Collected data entries
============================================================

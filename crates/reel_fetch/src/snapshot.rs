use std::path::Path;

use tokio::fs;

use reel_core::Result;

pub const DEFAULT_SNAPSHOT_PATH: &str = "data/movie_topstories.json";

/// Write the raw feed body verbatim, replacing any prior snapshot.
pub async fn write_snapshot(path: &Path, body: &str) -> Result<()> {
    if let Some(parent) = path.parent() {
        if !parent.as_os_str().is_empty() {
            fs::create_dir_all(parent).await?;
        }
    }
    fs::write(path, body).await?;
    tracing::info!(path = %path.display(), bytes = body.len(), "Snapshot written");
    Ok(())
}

============================================================

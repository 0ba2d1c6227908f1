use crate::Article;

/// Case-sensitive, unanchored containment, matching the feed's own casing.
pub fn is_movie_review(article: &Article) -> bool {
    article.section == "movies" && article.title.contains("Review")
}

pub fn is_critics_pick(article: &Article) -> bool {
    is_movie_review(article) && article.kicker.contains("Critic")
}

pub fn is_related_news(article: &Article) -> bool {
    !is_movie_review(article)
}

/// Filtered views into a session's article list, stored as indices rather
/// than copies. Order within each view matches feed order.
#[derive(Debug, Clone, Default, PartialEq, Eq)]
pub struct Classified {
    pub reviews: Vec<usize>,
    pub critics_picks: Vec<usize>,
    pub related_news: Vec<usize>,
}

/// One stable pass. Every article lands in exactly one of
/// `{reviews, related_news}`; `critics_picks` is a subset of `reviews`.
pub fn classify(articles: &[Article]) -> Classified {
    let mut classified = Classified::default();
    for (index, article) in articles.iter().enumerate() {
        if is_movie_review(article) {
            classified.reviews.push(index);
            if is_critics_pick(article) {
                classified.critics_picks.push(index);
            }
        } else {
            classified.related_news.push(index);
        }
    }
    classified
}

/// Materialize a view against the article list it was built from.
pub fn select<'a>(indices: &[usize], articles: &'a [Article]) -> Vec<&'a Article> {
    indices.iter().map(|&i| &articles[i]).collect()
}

============================================================

What you are asked to do: Scan the entries and show every line in which the word "list" is found.

Answer box:
/// Filtered views into a session's article list, stored as indices rather
/// Materialize a view against the article list it was built from.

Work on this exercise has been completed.